The answer must consist of every line below that contains the word "SampledOverlap".

Data records:
------------------------------

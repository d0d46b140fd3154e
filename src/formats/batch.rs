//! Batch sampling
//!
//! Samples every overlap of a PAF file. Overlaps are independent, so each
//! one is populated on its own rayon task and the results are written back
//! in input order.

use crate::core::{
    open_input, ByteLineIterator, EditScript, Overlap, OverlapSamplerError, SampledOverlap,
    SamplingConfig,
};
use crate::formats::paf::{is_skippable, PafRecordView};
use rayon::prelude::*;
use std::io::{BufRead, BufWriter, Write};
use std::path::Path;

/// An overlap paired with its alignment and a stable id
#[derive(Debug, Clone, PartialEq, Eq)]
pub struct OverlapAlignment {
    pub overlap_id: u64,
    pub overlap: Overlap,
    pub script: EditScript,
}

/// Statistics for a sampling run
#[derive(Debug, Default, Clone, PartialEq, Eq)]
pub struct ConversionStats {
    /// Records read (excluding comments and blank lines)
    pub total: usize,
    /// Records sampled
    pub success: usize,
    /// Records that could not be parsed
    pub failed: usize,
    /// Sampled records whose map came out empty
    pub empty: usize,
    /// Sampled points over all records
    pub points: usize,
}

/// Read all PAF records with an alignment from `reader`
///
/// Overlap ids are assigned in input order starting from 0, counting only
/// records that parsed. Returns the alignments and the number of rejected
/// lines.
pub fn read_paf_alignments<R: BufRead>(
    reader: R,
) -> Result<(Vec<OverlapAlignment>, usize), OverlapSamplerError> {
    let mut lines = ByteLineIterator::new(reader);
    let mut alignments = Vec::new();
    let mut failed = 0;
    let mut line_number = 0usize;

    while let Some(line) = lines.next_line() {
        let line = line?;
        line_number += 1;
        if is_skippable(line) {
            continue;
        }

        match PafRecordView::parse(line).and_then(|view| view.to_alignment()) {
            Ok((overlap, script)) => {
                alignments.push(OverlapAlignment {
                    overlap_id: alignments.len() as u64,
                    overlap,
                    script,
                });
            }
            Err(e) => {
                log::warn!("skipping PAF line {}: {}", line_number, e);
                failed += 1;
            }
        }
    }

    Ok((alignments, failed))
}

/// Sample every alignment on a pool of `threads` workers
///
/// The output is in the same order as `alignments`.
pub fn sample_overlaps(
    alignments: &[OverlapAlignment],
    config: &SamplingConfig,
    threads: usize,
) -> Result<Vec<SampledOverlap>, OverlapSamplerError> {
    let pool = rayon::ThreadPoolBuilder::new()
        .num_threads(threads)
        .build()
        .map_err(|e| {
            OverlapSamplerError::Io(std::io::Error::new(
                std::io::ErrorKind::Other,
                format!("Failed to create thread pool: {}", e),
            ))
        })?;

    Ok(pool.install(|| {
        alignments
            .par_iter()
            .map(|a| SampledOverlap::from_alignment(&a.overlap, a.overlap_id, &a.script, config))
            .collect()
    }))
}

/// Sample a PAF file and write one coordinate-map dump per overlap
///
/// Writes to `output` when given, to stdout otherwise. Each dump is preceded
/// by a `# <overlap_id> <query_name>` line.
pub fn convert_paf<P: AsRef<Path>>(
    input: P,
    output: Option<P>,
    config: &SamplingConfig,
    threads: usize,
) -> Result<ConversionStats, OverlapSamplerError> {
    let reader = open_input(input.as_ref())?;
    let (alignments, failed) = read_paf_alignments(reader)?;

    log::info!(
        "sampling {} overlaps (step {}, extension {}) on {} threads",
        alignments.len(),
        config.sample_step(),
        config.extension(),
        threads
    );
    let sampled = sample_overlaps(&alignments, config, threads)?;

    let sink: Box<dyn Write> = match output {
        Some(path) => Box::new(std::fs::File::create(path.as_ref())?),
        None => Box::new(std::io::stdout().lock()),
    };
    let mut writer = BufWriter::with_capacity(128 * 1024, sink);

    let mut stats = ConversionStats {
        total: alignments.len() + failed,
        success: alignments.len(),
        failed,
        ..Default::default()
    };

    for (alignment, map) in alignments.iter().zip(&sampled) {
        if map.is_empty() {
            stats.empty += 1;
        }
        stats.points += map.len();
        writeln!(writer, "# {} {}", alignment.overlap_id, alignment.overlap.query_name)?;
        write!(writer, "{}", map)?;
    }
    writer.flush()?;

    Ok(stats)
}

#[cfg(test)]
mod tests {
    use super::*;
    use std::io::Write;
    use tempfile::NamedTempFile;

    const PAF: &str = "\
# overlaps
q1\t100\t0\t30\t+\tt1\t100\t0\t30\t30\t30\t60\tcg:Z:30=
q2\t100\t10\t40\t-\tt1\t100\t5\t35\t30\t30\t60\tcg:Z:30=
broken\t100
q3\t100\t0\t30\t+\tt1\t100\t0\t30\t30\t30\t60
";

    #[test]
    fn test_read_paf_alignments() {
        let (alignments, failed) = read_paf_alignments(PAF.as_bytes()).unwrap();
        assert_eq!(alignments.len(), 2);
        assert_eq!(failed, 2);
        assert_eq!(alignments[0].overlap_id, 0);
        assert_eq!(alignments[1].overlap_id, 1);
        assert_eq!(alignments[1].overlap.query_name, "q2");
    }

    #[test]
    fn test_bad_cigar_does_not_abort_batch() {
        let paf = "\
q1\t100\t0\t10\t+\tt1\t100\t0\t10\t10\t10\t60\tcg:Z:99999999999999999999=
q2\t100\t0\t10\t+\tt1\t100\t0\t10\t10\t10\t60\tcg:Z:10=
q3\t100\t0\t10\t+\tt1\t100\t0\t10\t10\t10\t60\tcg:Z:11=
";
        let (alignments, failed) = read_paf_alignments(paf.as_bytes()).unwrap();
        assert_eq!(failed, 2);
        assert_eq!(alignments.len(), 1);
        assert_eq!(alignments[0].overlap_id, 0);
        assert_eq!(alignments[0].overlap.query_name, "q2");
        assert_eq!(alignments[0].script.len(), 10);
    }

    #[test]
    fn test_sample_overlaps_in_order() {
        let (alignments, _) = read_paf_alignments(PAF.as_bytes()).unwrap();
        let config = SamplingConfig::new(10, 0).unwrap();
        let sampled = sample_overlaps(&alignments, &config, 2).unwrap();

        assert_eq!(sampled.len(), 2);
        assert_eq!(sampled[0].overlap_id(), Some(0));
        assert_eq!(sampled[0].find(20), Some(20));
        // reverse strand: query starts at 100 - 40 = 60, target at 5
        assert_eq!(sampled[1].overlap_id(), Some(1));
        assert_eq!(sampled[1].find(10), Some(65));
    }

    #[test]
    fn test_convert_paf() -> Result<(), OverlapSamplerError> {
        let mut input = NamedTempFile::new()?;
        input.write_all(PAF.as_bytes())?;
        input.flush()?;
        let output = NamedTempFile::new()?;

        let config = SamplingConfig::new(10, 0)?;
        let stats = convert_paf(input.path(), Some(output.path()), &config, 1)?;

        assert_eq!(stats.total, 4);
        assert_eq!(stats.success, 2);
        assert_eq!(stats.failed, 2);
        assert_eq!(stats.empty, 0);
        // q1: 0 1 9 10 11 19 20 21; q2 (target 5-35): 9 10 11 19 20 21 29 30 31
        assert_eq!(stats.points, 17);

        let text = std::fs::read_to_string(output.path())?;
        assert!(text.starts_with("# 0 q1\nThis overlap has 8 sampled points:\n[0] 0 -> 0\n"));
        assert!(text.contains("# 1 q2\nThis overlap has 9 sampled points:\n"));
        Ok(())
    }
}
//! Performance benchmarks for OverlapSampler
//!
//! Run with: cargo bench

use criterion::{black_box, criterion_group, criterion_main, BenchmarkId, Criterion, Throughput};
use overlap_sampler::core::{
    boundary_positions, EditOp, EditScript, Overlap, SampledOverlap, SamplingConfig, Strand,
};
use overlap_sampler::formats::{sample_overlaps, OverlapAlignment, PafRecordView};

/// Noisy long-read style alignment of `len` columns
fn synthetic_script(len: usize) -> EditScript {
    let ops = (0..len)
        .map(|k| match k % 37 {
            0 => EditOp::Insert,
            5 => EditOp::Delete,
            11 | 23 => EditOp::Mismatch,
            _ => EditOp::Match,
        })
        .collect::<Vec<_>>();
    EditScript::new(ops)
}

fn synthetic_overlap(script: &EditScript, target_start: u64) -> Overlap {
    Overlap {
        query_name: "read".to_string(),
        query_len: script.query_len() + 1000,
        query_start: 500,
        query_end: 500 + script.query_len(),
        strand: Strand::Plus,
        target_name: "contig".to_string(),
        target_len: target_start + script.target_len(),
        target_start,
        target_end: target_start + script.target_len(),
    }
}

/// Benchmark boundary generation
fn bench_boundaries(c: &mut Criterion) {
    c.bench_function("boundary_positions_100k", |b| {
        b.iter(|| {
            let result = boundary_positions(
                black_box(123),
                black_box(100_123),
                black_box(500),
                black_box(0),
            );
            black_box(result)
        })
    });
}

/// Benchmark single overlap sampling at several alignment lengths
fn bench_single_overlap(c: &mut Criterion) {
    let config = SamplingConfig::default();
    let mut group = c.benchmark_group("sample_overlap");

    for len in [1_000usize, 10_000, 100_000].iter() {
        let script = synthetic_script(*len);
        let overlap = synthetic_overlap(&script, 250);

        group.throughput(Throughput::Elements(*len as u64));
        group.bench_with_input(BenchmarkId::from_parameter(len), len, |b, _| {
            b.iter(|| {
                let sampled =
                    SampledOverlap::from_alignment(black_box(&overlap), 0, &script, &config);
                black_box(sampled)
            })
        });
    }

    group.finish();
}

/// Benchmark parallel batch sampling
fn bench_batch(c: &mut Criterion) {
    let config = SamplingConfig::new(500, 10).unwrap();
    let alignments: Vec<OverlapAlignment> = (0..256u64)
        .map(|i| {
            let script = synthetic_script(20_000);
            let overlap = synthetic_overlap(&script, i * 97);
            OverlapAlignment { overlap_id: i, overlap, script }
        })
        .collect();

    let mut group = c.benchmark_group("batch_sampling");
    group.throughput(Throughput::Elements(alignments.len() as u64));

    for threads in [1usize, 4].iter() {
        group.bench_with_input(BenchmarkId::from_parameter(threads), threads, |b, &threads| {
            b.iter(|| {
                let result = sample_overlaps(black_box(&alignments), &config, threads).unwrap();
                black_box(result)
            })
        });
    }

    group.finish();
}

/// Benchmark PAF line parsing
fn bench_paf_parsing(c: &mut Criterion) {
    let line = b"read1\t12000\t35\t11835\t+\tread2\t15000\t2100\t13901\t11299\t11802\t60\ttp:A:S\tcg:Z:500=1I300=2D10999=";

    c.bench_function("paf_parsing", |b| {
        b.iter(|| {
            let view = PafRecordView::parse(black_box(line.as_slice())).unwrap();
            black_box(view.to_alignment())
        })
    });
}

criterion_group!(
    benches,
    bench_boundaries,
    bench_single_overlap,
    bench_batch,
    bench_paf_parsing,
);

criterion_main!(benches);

------------------------------

Exercise answer:
    open_input, ByteLineIterator, EditScript, Overlap, OverlapSamplerError, SampledOverlap,
) -> Result<Vec<SampledOverlap>, OverlapSamplerError> {
            .map(|a| SampledOverlap::from_alignment(&a.overlap, a.overlap_id, &a.script, config))
    boundary_positions, EditOp, EditScript, Overlap, SampledOverlap, SamplingConfig, Strand,
                    SampledOverlap::from_alignment(black_box(&overlap), 0, &script, &config);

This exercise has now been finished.